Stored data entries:
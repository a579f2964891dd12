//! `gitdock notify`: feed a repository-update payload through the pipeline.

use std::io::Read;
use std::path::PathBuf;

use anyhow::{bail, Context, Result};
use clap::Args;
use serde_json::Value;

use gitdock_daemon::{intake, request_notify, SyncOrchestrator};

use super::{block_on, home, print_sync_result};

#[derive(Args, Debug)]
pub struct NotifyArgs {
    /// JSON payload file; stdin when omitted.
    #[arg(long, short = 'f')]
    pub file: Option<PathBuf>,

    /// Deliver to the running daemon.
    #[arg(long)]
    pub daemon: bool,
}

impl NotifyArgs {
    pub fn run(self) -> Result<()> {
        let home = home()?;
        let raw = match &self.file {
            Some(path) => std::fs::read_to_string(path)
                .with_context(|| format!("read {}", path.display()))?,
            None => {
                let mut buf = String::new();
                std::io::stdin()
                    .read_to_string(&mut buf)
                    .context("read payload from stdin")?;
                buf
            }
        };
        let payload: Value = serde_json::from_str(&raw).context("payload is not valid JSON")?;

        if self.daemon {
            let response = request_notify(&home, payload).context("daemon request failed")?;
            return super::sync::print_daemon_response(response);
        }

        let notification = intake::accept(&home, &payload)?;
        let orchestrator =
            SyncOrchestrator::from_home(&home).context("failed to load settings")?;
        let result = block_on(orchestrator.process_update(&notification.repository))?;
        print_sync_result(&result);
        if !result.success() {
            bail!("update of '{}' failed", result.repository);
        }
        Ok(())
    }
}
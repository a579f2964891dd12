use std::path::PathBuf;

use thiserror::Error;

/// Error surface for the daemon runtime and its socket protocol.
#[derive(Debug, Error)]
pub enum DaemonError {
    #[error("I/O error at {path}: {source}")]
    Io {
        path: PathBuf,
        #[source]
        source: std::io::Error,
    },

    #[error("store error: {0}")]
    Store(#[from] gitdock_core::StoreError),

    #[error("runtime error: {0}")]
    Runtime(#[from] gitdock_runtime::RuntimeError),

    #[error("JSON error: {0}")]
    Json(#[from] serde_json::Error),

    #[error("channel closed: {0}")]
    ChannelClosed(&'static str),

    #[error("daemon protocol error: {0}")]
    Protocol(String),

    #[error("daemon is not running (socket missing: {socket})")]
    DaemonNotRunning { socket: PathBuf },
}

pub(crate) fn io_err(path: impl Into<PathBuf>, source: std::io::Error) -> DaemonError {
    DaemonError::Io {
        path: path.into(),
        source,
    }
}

## Work instructions
Say how many lines in the records above hold "NotifyArgs", and give no other text.

## Response area
2